> [TASK INSTRUCTIONS]
From the data below, return the exact lines starting at the line containing "Commands::Comments(args) => cmd_comments(&mut" and ending at the line containing "let mut line = String::new();", both included, and nothing else.

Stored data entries
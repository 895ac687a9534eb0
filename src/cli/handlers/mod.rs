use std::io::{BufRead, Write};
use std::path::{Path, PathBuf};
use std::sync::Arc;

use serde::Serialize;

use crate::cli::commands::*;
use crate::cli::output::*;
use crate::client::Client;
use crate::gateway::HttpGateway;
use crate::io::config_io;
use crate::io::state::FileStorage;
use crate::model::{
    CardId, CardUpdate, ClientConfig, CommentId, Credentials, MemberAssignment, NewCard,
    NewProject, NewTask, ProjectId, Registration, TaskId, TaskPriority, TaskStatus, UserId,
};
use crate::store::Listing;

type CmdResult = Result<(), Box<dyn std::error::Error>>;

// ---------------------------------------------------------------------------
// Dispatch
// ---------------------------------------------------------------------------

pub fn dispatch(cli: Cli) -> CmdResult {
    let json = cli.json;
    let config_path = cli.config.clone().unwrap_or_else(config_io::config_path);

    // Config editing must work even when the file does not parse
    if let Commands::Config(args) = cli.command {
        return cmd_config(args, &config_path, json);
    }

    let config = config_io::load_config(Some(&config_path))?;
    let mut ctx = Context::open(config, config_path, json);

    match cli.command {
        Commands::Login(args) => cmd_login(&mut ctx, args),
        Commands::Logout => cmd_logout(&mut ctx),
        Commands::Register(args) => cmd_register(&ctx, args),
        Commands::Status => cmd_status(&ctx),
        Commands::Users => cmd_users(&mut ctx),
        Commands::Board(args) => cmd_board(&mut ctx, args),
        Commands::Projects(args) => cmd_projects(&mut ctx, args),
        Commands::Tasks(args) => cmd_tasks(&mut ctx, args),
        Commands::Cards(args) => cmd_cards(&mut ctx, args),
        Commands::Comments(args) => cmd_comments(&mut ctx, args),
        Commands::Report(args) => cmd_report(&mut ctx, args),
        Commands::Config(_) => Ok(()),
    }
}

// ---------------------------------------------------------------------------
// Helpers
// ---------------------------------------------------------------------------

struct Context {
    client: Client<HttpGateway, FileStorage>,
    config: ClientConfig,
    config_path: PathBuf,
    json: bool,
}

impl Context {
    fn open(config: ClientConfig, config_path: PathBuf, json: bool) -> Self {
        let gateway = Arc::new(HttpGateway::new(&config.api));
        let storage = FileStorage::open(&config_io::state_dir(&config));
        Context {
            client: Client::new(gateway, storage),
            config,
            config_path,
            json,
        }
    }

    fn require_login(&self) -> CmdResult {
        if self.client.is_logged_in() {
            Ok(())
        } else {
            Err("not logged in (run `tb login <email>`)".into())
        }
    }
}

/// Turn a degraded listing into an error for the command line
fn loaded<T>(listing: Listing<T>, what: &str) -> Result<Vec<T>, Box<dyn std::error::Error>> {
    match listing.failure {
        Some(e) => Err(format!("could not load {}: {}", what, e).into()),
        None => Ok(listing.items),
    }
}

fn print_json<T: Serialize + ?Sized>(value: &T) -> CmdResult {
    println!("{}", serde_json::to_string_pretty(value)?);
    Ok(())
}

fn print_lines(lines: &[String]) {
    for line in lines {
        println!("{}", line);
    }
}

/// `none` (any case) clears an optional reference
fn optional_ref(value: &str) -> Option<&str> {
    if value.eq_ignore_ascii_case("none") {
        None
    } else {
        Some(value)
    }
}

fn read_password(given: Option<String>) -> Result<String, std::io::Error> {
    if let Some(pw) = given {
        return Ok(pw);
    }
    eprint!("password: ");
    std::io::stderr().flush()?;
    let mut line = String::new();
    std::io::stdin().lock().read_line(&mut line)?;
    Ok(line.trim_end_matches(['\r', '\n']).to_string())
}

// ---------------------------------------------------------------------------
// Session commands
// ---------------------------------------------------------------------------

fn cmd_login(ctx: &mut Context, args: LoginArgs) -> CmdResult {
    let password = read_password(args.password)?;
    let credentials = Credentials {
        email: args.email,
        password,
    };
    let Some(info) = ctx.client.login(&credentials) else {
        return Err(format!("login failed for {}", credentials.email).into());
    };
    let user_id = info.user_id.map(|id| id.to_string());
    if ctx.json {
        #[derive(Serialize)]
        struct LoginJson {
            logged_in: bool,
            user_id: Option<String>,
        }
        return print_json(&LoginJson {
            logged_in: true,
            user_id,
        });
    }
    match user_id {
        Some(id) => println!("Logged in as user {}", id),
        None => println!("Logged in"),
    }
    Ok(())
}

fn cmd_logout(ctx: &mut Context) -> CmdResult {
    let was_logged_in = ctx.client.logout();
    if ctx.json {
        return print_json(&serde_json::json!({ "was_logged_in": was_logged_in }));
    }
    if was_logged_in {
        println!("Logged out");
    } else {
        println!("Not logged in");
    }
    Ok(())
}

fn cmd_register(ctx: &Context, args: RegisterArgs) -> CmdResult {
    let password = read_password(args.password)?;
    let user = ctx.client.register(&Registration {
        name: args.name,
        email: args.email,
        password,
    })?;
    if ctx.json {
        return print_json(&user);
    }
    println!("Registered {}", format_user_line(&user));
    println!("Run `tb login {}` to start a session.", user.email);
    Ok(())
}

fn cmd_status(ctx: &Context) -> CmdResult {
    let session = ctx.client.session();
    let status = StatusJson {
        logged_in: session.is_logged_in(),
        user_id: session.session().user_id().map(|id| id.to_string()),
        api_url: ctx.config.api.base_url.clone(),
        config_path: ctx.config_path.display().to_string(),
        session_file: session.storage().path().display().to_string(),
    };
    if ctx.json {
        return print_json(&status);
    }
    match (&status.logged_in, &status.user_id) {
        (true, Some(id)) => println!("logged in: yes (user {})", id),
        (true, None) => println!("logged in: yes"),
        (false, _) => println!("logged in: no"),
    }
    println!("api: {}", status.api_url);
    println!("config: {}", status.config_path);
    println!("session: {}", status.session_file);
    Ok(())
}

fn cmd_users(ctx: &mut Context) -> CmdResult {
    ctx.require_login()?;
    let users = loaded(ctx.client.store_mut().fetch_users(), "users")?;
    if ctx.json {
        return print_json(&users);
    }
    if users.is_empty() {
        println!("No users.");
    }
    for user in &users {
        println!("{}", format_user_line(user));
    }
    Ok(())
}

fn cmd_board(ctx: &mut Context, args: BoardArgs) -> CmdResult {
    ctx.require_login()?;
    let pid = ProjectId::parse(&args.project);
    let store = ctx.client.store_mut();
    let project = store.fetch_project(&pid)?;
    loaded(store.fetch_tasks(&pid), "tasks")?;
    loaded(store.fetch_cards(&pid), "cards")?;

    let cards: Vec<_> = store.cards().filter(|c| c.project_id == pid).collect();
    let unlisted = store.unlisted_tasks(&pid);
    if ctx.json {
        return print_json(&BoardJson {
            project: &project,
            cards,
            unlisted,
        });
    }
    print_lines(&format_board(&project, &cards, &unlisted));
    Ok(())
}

* * *

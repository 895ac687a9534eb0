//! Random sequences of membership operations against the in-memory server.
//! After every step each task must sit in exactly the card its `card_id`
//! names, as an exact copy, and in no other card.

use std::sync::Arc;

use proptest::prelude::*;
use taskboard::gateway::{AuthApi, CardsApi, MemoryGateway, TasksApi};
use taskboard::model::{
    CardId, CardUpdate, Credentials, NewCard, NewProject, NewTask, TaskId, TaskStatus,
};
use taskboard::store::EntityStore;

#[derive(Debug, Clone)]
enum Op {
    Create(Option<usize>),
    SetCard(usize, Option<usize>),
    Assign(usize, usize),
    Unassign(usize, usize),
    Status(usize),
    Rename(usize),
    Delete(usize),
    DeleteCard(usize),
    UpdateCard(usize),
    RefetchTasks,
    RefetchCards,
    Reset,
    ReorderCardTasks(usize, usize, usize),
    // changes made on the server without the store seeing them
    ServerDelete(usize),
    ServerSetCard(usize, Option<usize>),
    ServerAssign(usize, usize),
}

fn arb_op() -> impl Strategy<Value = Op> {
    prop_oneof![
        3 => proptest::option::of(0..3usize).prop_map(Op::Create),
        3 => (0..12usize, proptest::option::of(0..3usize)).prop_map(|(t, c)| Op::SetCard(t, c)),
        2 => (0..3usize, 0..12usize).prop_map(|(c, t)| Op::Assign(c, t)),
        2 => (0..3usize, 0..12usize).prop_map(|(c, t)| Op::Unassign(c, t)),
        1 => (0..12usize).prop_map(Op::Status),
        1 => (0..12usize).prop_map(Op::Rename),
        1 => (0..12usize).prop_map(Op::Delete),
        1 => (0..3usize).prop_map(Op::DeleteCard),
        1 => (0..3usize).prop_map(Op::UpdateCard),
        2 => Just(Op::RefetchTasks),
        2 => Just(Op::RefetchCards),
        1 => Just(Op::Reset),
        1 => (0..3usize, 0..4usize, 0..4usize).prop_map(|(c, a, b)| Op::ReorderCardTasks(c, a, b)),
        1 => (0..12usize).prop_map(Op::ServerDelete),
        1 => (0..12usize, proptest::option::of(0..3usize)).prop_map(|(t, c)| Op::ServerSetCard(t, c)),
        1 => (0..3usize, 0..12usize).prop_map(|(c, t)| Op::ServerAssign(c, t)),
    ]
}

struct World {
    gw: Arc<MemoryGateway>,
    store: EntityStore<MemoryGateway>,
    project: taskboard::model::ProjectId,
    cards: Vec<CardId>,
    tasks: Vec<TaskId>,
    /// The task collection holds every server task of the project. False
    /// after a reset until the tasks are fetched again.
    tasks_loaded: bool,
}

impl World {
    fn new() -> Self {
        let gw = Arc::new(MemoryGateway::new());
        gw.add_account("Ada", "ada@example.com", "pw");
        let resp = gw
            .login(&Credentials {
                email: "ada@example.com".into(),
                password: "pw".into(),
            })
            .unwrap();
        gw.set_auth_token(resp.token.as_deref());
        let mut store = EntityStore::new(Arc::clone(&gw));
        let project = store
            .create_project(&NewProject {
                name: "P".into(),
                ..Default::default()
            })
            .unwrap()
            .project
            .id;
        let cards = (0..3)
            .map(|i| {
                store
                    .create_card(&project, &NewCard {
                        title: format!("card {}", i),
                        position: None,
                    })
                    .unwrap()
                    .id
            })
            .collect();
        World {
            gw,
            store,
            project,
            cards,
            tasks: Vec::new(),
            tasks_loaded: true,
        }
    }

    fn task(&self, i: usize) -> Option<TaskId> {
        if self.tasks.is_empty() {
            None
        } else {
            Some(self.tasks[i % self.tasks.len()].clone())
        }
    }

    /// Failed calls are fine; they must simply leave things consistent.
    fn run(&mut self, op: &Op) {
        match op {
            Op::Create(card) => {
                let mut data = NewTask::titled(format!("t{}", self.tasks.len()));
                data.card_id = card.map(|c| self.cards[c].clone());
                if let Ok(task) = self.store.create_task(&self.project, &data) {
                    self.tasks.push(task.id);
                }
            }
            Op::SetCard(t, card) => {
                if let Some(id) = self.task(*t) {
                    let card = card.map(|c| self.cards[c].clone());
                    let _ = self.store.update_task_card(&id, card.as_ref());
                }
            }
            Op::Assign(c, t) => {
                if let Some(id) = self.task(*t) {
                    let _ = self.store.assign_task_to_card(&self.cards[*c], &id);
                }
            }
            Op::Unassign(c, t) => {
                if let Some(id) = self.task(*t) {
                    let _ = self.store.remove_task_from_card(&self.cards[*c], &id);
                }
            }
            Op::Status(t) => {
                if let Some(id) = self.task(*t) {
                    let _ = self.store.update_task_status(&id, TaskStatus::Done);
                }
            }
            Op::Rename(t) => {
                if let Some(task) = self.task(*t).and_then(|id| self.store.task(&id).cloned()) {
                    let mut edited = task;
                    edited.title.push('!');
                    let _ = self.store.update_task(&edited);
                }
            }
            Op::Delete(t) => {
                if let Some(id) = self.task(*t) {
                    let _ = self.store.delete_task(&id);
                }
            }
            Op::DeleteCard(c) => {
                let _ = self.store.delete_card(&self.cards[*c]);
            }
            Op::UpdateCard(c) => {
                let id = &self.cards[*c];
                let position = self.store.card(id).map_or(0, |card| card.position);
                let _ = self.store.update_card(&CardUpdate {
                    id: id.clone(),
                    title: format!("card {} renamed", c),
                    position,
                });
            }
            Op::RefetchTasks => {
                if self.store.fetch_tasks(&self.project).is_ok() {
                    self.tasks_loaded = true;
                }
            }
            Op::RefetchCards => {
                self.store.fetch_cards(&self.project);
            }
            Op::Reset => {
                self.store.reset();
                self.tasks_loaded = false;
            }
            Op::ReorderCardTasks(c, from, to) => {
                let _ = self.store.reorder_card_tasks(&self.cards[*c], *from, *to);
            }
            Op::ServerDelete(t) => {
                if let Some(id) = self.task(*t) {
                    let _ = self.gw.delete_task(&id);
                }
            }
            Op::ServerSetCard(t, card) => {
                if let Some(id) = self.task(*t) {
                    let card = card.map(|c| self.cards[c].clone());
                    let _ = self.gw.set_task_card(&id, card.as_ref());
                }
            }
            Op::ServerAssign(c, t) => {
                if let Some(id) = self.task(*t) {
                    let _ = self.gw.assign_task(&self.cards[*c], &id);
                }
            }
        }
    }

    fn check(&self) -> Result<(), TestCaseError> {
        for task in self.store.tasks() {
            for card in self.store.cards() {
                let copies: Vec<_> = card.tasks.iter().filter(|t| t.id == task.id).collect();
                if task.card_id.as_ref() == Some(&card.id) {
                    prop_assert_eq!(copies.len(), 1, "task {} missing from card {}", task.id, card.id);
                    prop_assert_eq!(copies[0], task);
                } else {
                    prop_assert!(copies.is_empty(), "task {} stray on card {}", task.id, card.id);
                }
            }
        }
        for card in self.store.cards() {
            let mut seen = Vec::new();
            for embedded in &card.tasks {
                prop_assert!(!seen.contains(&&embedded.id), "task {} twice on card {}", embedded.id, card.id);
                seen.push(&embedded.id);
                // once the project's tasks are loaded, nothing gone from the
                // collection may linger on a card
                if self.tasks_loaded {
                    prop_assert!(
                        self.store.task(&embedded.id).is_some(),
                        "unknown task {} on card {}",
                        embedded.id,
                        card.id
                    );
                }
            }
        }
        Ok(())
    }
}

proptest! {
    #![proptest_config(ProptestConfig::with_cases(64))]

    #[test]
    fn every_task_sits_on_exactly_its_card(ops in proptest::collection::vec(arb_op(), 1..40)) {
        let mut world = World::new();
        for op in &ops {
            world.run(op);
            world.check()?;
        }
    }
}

> [PROBLEM SOLUTION]
        Commands::Comments(args) => cmd_comments(&mut ctx, args),
        Commands::Report(args) => cmd_report(&mut ctx, args),
        Commands::Config(_) => Ok(()),
    }
}

// ---------------------------------------------------------------------------
// Helpers
// ---------------------------------------------------------------------------

struct Context {
    client: Client<HttpGateway, FileStorage>,
    config: ClientConfig,
    config_path: PathBuf,
    json: bool,
}

impl Context {
    fn open(config: ClientConfig, config_path: PathBuf, json: bool) -> Self {
        let gateway = Arc::new(HttpGateway::new(&config.api));
        let storage = FileStorage::open(&config_io::state_dir(&config));
        Context {
            client: Client::new(gateway, storage),
            config,
            config_path,
            json,
        }
    }

    fn require_login(&self) -> CmdResult {
        if self.client.is_logged_in() {
            Ok(())
        } else {
            Err("not logged in (run `tb login <email>`)".into())
        }
    }
}

/// Turn a degraded listing into an error for the command line
fn loaded<T>(listing: Listing<T>, what: &str) -> Result<Vec<T>, Box<dyn std::error::Error>> {
    match listing.failure {
        Some(e) => Err(format!("could not load {}: {}", what, e).into()),
        None => Ok(listing.items),
    }
}

fn print_json<T: Serialize + ?Sized>(value: &T) -> CmdResult {
    println!("{}", serde_json::to_string_pretty(value)?);
    Ok(())
}

fn print_lines(lines: &[String]) {
    for line in lines {
        println!("{}", line);
    }
}

/// `none` (any case) clears an optional reference
fn optional_ref(value: &str) -> Option<&str> {
    if value.eq_ignore_ascii_case("none") {
        None
    } else {
        Some(value)
    }
}

fn read_password(given: Option<String>) -> Result<String, std::io::Error> {
    if let Some(pw) = given {
        return Ok(pw);
    }
    eprint!("password: ");
    std::io::stderr().flush()?;
    let mut line = String::new();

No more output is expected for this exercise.